Spring Cloud Stream(SCSt) The functional and reactive expressions of Reactive Programming brings less code 、 Less configuration . however , most important of all , Your code is completely separate , And with SCSt It has nothing to do with the internal structure of .

Although all the functions described below are SCSt The dependencies of Spring Cloud Function(SCF) Of functional, But in understanding SCSt Additional meaning of function in context , You have to be aware of some nuances .

supplier , Function and consumer

type Supplier, Function, or Consumer Any of the bean Or can be mapped to any of them Bean Can be SCST Think of it as a message handler (Function or Consumer), Or as a source of information (Supplier), Depending on the type of function strategy used , Use <function-name>-<in/out>-<index> Naming conventions automatically generate input and output bindings .

Take a look at the following case :

@SpringBootApplication
public class SampleApplication  {
    @Bean
    public Function<String, String> uppercase() {
        return value -> value.toUpperCase();
    }
}

The function here is treated as a message handler , The message handler consumes... From the binding uppercase-in-0, The results are sent to the bound uppercase-out-0. The rest can be used as before . for example

--spring.cloud.stream.bindings.uppercase-in-0.content-type=text/plain.

single click here Learn more about details and configuration options .

Imperative or reactive

Functions can be imperative or reactive . Imperative functions are triggered on each individual event , The reaction function is triggered only once , Pass a reference to Project Reactor Provides an abstraction of the entire event flow ( for example Flux and Mono).

imperative :

@SpringBootApplication
public class SampleApplication  {
    @Bean
    public Function<String, String> uppercase() {
        return value -> value.toUpperCase();
    }
}

Reactivity :

@SpringBootApplication
public class SampleApplication  {
    @Bean
    public Function<Flux<String>, Flux<String>> uppercase() {
        return flux -> flux.map(value -> value.toUpperCase());
    }
}

In addition to providing you with different ( Single case ) Programming style to handle events , Reactive programming also adds value to some use cases , Otherwise, the implementation will be very complicated . Although it's beyond the scope of this article to discuss these use cases or response patterns , But it's still worth mentioning that state management use cases ( For example, window , Aggregation and grouping ) And split flows or use cases . Merging multiple streams , This will be discussed in the next section .
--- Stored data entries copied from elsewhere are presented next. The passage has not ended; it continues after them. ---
use crate::api::models::Page;
use crate::config::AppConfig;
use crate::error::{AppError, AppResult};
use reqwest::header::{HeaderMap, HeaderValue, AUTHORIZATION};
use reqwest::StatusCode;
use std::time::Duration;

const REQUEST_TIMEOUT: Duration = Duration::from_secs(30);

/// Query parameters as sent on the wire.
pub type Query<'a> = [(&'a str, String)];

/// Thin bearer-token wrapper around the streaming service's web API.
///
/// The client keeps no session state: every call receives the access token
/// to attach. Failures never escape [`WebApiClient::get`],
/// [`WebApiClient::put`] or [`WebApiClient::paginate`]; they are logged and
/// turned into `None`, `false` or a short result.
pub struct WebApiClient {
    http: reqwest::Client,
    api_base_url: String,
    pub(crate) accounts_base_url: String,
    pub(crate) client_id: String,
    pub(crate) client_secret: String,
    pub(crate) market: String,
    pub(crate) search_page_size: u32,
}

impl WebApiClient {
    pub fn new(config: &AppConfig) -> AppResult<Self> {
        let http = reqwest::Client::builder()
            .user_agent("autodj/0.1.0")
            .timeout(REQUEST_TIMEOUT)
            .build()?;

        Ok(Self {
            http,
            api_base_url: config.api_base_url.trim_end_matches('/').to_string(),
            accounts_base_url: config.accounts_base_url.trim_end_matches('/').to_string(),
            client_id: config.client_id.clone(),
            client_secret: config.client_secret.clone(),
            market: config.market.clone(),
            search_page_size: config.search_page_size,
        })
    }

    pub fn http_client(&self) -> &reqwest::Client {
        &self.http
    }

    fn auth_headers(token: Option<&str>) -> AppResult<HeaderMap> {
        let token = token.ok_or(AppError::AuthRequired)?;
        let mut headers = HeaderMap::new();
        let auth_value = format!("Bearer {}", token);
        headers.insert(
            AUTHORIZATION,
            HeaderValue::from_str(&auth_value).map_err(|e| AppError::Config(e.to_string()))?,
        );
        Ok(headers)
    }

    async fn try_get(
        &self,
        token: Option<&str>,
        path: &str,
        query: &Query<'_>,
    ) -> AppResult<serde_json::Value> {
        let url = format!("{}{}", self.api_base_url, path);
        let headers = Self::auth_headers(token)?;
        log::debug!("GET {} {:?}", path, query);

        let response = self
            .http
            .get(&url)
            .headers(headers)
            .query(query)
            .send()
            .await?;
        let response = self.check_response(response).await?;

        if response.status() == StatusCode::NO_CONTENT {
            return Ok(serde_json::Value::Null);
        }
        let body = response.bytes().await?;
        if body.is_empty() {
            return Ok(serde_json::Value::Null);
        }
        Ok(serde_json::from_slice(&body)?)
    }

    async fn try_put(
        &self,
        token: Option<&str>,
        path: &str,
        query: &Query<'_>,
        body: &serde_json::Value,
    ) -> AppResult<()> {
        let url = format!("{}{}", self.api_base_url, path);
        let headers = Self::auth_headers(token)?;
        log::debug!("PUT {} {:?} {}", path, query, body);

        let response = self
            .http
            .put(&url)
            .headers(headers)
            .query(query)
            .json(body)
            .send()
            .await?;
        self.check_response(response).await?;
        Ok(())
    }

    /// GET a JSON resource. `None` means the service is unavailable for
    /// this call; an empty 204 answer comes back as `Some(Value::Null)`.
    pub async fn get(
        &self,
        token: Option<&str>,
        path: &str,
        query: &Query<'_>,
    ) -> Option<serde_json::Value> {
        match self.try_get(token, path, query).await {
            Ok(value) => Some(value),
            Err(e) => {
                log::warn!("GET {} unavailable: {}", path, e);
                None
            }
        }
    }

    /// PUT a JSON body. Returns whether the service accepted it.
    pub async fn put(
        &self,
        token: Option<&str>,
        path: &str,
        query: &Query<'_>,
        body: &serde_json::Value,
    ) -> bool {
        match self.try_put(token, path, query, body).await {
            Ok(()) => true,
            Err(e) => {
                log::warn!("PUT {} unavailable: {}", path, e);
                false
            }
        }
    }

    /// Follow an offset-paginated listing from `start_offset` until the
    /// service reports no further page, collecting every item in order.
    /// A page that cannot be fetched ends the walk with what was gathered.
    pub async fn paginate(
        &self,
        token: Option<&str>,
        path: &str,
        query: &Query<'_>,
        start_offset: u32,
    ) -> Vec<serde_json::Value> {
        let mut items = Vec::new();
        let mut offset = start_offset;

        loop {
            let mut params = query.to_vec();
            params.push(("offset", offset.to_string()));

            let Some(body) = self.get(token, path, &params).await else {
                break;
            };
            let page: Page = match serde_json::from_value(body) {
                Ok(page) => page,
                Err(e) => {
                    log::warn!("Malformed page from {} at offset {}: {}", path, offset, e);
                    break;
                }
            };

            let next = page.next_offset(offset);
            items.extend(page.items);
            match next {
                Some(next) => offset = next,
                None => break,
            }
        }

        log::debug!("Paginated {} items from {}", items.len(), path);
        items
    }

    async fn check_response(&self, response: reqwest::Response) -> AppResult<reqwest::Response> {
        let status = response.status();
        if status.is_success() {
            Ok(response)
        } else if status == StatusCode::UNAUTHORIZED {
            Err(AppError::AuthRequired)
        } else {
            let message = response
                .text()
                .await
                .unwrap_or_else(|_| "Unknown error".into());
            Err(AppError::Api {
                status: status.as_u16(),
                message,
            })
        }
    }
}

#[cfg(test)]
mod tests {
    use super::*;
    use serde_json::json;
    use wiremock::matchers::{header, method, path, query_param};
    use wiremock::{Mock, MockServer, ResponseTemplate};

    async fn client_for(server: &MockServer) -> WebApiClient {
        let mut config = AppConfig::new("id", "secret");
        config.api_base_url = server.uri();
        config.accounts_base_url = server.uri();
        WebApiClient::new(&config).unwrap()
    }

    async fn mount_page(server: &MockServer, offset: u32, ids: &[&str], next: Option<&str>) {
        let items: Vec<_> = ids.iter().map(|id| json!({ "id": id })).collect();
        Mock::given(method("GET"))
            .and(path("/me/playlists"))
            .and(query_param("offset", offset.to_string()))
            .respond_with(ResponseTemplate::new(200).set_body_json(json!({
                "items": items,
                "limit": 2,
                "next": next,
            })))
            .mount(server)
            .await;
    }

    fn ids(items: &[serde_json::Value]) -> Vec<&str> {
        items.iter().filter_map(|v| v["id"].as_str()).collect()
    }

    #[test]
    fn trims_trailing_slash_from_base_urls() {
        let mut config = AppConfig::new("id", "secret");
        config.api_base_url = "http://localhost:9000/v1/".into();
        config.accounts_base_url = "http://localhost:9001/".into();
        let client = WebApiClient::new(&config).unwrap();
        assert_eq!(client.api_base_url, "http://localhost:9000/v1");
        assert_eq!(client.accounts_base_url, "http://localhost:9001");
    }

    #[test]
    fn missing_token_is_auth_required() {
        assert!(matches!(
            WebApiClient::auth_headers(None),
            Err(AppError::AuthRequired)
        ));
        let headers = WebApiClient::auth_headers(Some("abc")).unwrap();
        assert_eq!(headers[AUTHORIZATION], "Bearer abc");
    }

    #[tokio::test]
    async fn get_without_token_is_unavailable() {
        let client = WebApiClient::new(&AppConfig::new("id", "secret")).unwrap();
        assert!(client.get(None, "/me/player", &[]).await.is_none());
        assert!(!client.put(None, "/me/player", &[], &serde_json::json!({})).await);
        assert!(client.paginate(None, "/me/playlists", &[], 0).await.is_empty());
    }

    #[tokio::test]
    async fn paginate_follows_offsets_in_order() {
        let server = MockServer::start().await;
        mount_page(&server, 0, &["a", "b"], Some("more")).await;
        mount_page(&server, 2, &["c"], None).await;
        let client = client_for(&server).await;

        let query = [("limit", "2".to_string())];
        let items = client.paginate(Some("tok"), "/me/playlists", &query, 0).await;
        assert_eq!(ids(&items), ["a", "b", "c"]);
    }

    #[tokio::test]
    async fn paginate_starts_at_given_offset() {
        let server = MockServer::start().await;
        mount_page(&server, 2, &["c"], None).await;
        let client = client_for(&server).await;

        let items = client.paginate(Some("tok"), "/me/playlists", &[], 2).await;
        assert_eq!(ids(&items), ["c"]);
    }

    #[tokio::test]
    async fn failed_page_keeps_what_was_collected() {
        let server = MockServer::start().await;
        mount_page(&server, 0, &["a", "b"], Some("more")).await;
        Mock::given(method("GET"))
            .and(path("/me/playlists"))
            .and(query_param("offset", "2"))
            .respond_with(ResponseTemplate::new(500))
            .mount(&server)
            .await;
        let client = client_for(&server).await;

        let items = client.paginate(Some("tok"), "/me/playlists", &[], 0).await;
        assert_eq!(ids(&items), ["a", "b"]);
    }

    #[tokio::test]
    async fn get_attaches_bearer_and_maps_failures() {
        let server = MockServer::start().await;
        Mock::given(method("GET"))
            .and(path("/me"))
            .and(header("authorization", "Bearer tok"))
            .respond_with(ResponseTemplate::new(200).set_body_json(json!({"id": "me"})))
            .mount(&server)
            .await;
        Mock::given(method("GET"))
            .and(path("/broken"))
            .respond_with(ResponseTemplate::new(502))
            .mount(&server)
            .await;
        Mock::given(method("GET"))
            .and(path("/me/player"))
            .respond_with(ResponseTemplate::new(204))
            .mount(&server)
            .await;
        let client = client_for(&server).await;

        let me = client.get(Some("tok"), "/me", &[]).await.unwrap();
        assert_eq!(me["id"], "me");
        assert!(client.get(Some("tok"), "/broken", &[]).await.is_none());
        assert_eq!(
            client.get(Some("tok"), "/me/player", &[]).await,
            Some(serde_json::Value::Null)
        );
    }

    #[tokio::test]
    async fn put_reports_rejection_as_false() {
        let server = MockServer::start().await;
        Mock::given(method("PUT"))
            .and(path("/me/player"))
            .respond_with(ResponseTemplate::new(500))
            .mount(&server)
            .await;
        let client = client_for(&server).await;
        assert!(!client.put(Some("tok"), "/me/player", &[], &json!({})).await);
    }
}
About the binding and naming rules of reactive functions , They are the same as described in the previous section .

Be careful : Although the previous example is just Function As an example , But the same rules apply to Supplier and Consumer. User guide's Spring Cloud Function Support Part and Reactor file Provides more details .

Functionality

Sometimes it's necessary to classify and organize data streams . for example , Consider a classic big data use case , That is to say, processing includes “ Order ” and “ invoice ” Unorganized data of , And you want each one to go into a separate data store . Function here to support ( It has multiple input and output functions ) Support for .

Let's look at an example of such a function ( here Provide complete implementation details ):

@Bean
public Function<Flux<Integer>, Tuple2<Flux<String>, Flux<String>>> organise() {
    return flux -> ...;
}

Whereas Project Reactor yes SCF Core dependencies of , We will use it Tuple library .Tuple Convey to us cardinality And type information, which brings us unique advantages . Both for SCSt All of them are extremely important for us . Cardinality lets us know how many input and output bindings we need to create and bind to the corresponding input and output of the function . Knowing the type information ensures the correct type conversion .

Again , This is the binding name naming convention “ Indexes ” Part of what works , Because in this function , The two output binding names are organise-out-0 and organise-out-1.

Important note : at present , Targeted only Function<TupleN<Flux<?>...>, TupleN<Flux<?>...>> Reactivity functions centered on complex event processing () Support functional Unity , In complex event processing , The evaluation and calculation of event fusion usually need to look at the event flow , Not a single event .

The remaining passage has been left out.